Yann LeCun, Meta’s Chief Scientist, offers a fascinating take on the timescale for reaching true artificial general intelligence (AGI) in the ever-evolving field of artificial intelligence. This pessimism extends beyond AGI to his thoughts on the viability and significance of quantum computing. This in-depth investigation digs into Meta’s research objectives, the future of AI hardware, and the broader consequences for the technology industry.

The Search for AGI: 

LeCun’s caution about the immediate arrival of AGI contrasts sharply with Nvidia CEO Jensen Huang’s bullish expectations. According to LeCun, contemporary AI systems, while quickly improving, are still decades away from achieving any kind of awareness. He criticizes the industry’s reliance on language models and text data, arguing that a more varied approach is required. He believes that achieving “cat-level” or “dog-level” AI is more likely in the short term than gaining human-level intelligence.

Text Limitations and Multimodal Research: 

In order to solve the shortcomings of text-centric AI models, Meta’s AI executives, particularly LeCun, have conducted substantial research into transformer models. These models, such as ChatGPT, are being adapted to process a wide range of data sources, including voice, image, and video data. The goal is to discover hidden relationships between these many types of data, pushing the limits of what AI systems can accomplish. LeCun emphasizes the limitations of text as an information source, stating that training on vast text datasets does not ensure a profound knowledge of fundamental concepts.

Meta’s Demonstrating the Possibilities of AGI:

Project Aria, which uses augmented reality (AR) glasses to improve real-world activities, is one of Meta’s initiatives that demonstrates its dedication to advancing AI capabilities. LeCun and his team demonstrated an augmented reality tennis aid that provides visual hints to improve a player’s form. Such efforts necessitate what LeCun refers to as “multimodal AI systems,” which combine three-dimensional visual input with text and speech, demonstrating Meta’s versatility and promise.

The Future of AI Hardware:

Nvidia has been a key contributor in the development of AI technology, particularly with its GPUs serving as the go-to tool for training large language models. Despite the current reliance on GPU technology, LeCun sees a shift toward dedicated neural and deep learning accelerators in the near future. These envisioned processors, which differ from regular GPUs, have the potential to transform the AI hardware environment.
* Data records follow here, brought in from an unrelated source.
/*
 *
 *  *
 *  *      Copyright (c) 2018-2025, SnackCloud All rights reserved.
 *  *
 *  *   Redistribution and use in source and binary forms, with or without
 *  *   modification, are permitted provided that the following conditions are met:
 *  *
 *  *   Redistributions of source code must retain the above copyright notice,
 *  *   this list of conditions and the following disclaimer.
 *  *   Redistributions in binary form must reproduce the above copyright
 *  *   notice, this list of conditions and the following disclaimer in the
 *  *   documentation and/or other materials provided with the distribution.
 *  *   Neither the name of the www.snackcloud.cn developer nor the names of its
 *  *   contributors may be used to endorse or promote products derived from
 *  *   this software without specific prior written permission.
 *  *   Author: SnackCloud
 *  *
 *
 */

mod config;
mod errors;
mod lock;
mod scripts;
mod util;

pub use config::*;
pub use errors::*;
pub use lock::*;
pub use scripts::*;
pub use util::*;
Challenges and Opportunities in Quantum Computing: While big tech companies such as Microsoft, IBM, and Google have invested in quantum computing, LeCun remains unconvinced. He challenges the practicality and feasibility of developing functional quantum computers. Mike Schroepfer, Senior Fellow at Meta, agrees with LeCun, highlighting the long time horizon for viable quantum machines. According to Schroepfer, the impending commercialization of AI was the driving force behind Meta’s focus on the field a decade ago as opposed to quantum computing’s unclear future.
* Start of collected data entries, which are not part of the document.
/*
 *
 *  *
 *  *      Copyright (c) 2018-2025, SnackCloud All rights reserved.
 *  *
 *  *   Redistribution and use in source and binary forms, with or without
 *  *   modification, are permitted provided that the following conditions are met:
 *  *
 *  *   Redistributions of source code must retain the above copyright notice,
 *  *   this list of conditions and the following disclaimer.
 *  *   Redistributions in binary form must reproduce the above copyright
 *  *   notice, this list of conditions and the following disclaimer in the
 *  *   documentation and/or other materials provided with the distribution.
 *  *   Neither the name of the www.snackcloud.cn developer nor the names of its
 *  *   contributors may be used to endorse or promote products derived from
 *  *   this software without specific prior written permission.
 *  *   Author: SnackCloud
 *  *
 *
 */

use async_trait::async_trait;
use redis::aio::{ConnectionLike, ConnectionManager};

use super::{validate_count, validate_key, Lock, LockRoutine};
use crate::config::LockOptions;
use crate::errors::LockResult;
use crate::scripts::{
    FAIR_SEMAPHORE_ACQUIRE_SCRIPT, FAIR_SEMAPHORE_REFRESH_SCRIPT, FAIR_SEMAPHORE_RELEASE_SCRIPT,
};
use crate::util::{now_millis, num_milliseconds};

/// Counting semaphore that admits contenders in arrival order.
///
/// Next to the `semaphore:<key>` timestamp set it keeps an order set at
/// `semaphore:<key>:owner`, scored by tickets drawn from the
/// `semaphore:<key>:counter` key. An acquire is admitted only while its
/// ticket ranks within `limit`, so a later contender can never overtake an
/// earlier one that is still waiting.
///
/// Expiry of crashed holders is judged on the acquiring client's clock. A
/// live holder can therefore be evicted only by a client whose clock runs
/// more than one full lock timeout ahead of the holder's last refresh.
pub type FairSemaphore<C = ConnectionManager> = Lock<FairSemaphoreRoutine<C>>;

pub struct FairSemaphoreRoutine<C> {
    connection: C,
    key: String,
    owner_key: String,
    counter_key: String,
    limit: u32,
    lock_timeout_ms: u64,
}

impl<C> FairSemaphoreRoutine<C> {
    pub(crate) fn new(connection: C, key: &str, limit: u32, options: &LockOptions) -> Self {
        Self {
            connection,
            key: format!("semaphore:{key}"),
            owner_key: format!("semaphore:{key}:owner"),
            counter_key: format!("semaphore:{key}:counter"),
            limit,
            lock_timeout_ms: num_milliseconds(&options.lock_timeout),
        }
    }
}

#[async_trait]
impl<C> LockRoutine for FairSemaphoreRoutine<C>
where
    C: ConnectionLike + Clone + Send + Sync + 'static,
{
    fn kind(&self) -> &str {
        "fair-semaphore"
    }

    fn key(&self) -> &str {
        &self.key
    }

    async fn attempt(&self, identifier: &str) -> LockResult<bool> {
        let mut connection = self.connection.clone();
        let granted: i64 = FAIR_SEMAPHORE_ACQUIRE_SCRIPT
            .key(&self.key)
            .key(&self.owner_key)
            .key(&self.counter_key)
            .arg(self.limit)
            .arg(identifier)
            .arg(self.lock_timeout_ms)
            .arg(now_millis())
            .invoke_async(&mut connection)
            .await?;
        Ok(granted == 1)
    }

    async fn refresh(&self, identifier: &str) -> LockResult<bool> {
        let mut connection = self.connection.clone();
        let refreshed: i64 = FAIR_SEMAPHORE_REFRESH_SCRIPT
            .key(&self.key)
            .key(&self.owner_key)
            .key(&self.counter_key)
            .arg(identifier)
            .arg(self.lock_timeout_ms)
            .arg(now_millis())
            .invoke_async(&mut connection)
            .await?;
        Ok(refreshed == 1)
    }

    async fn release(&self, identifier: &str) -> LockResult<()> {
        let mut connection = self.connection.clone();
        let _: i64 = FAIR_SEMAPHORE_RELEASE_SCRIPT
            .key(&self.key)
            .key(&self.owner_key)
            .arg(identifier)
            .invoke_async(&mut connection)
            .await?;
        Ok(())
    }
}

impl<C> Lock<FairSemaphoreRoutine<C>>
where
    C: ConnectionLike + Clone + Send + Sync + 'static,
{
    /// Creates a fair semaphore over `key` admitting at most `limit`
    /// holders in ticket order.
    pub fn new(
        connection: C,
        key: impl Into<String>,
        limit: u32,
        options: LockOptions,
    ) -> LockResult<Self> {
        let key = key.into();
        validate_key(&key)?;
        validate_count("limit", limit)?;
        Lock::with_routine(
            FairSemaphoreRoutine::new(connection, &key, limit, &options),
            options,
        )
    }
}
As Meta continues to push the boundaries of AI research, their nuanced viewpoint challenges the industry to reassess timetables and approaches to AGI. Meta positions itself at the vanguard of influencing the trajectory of artificial intelligence, with a focus on multimodal systems and an eye on the future of AI hardware. Meta’s views allow the industry to negotiate the complicated landscape of AI with both caution and optimism in the nuanced dance between technological possibilities and pragmatic considerations.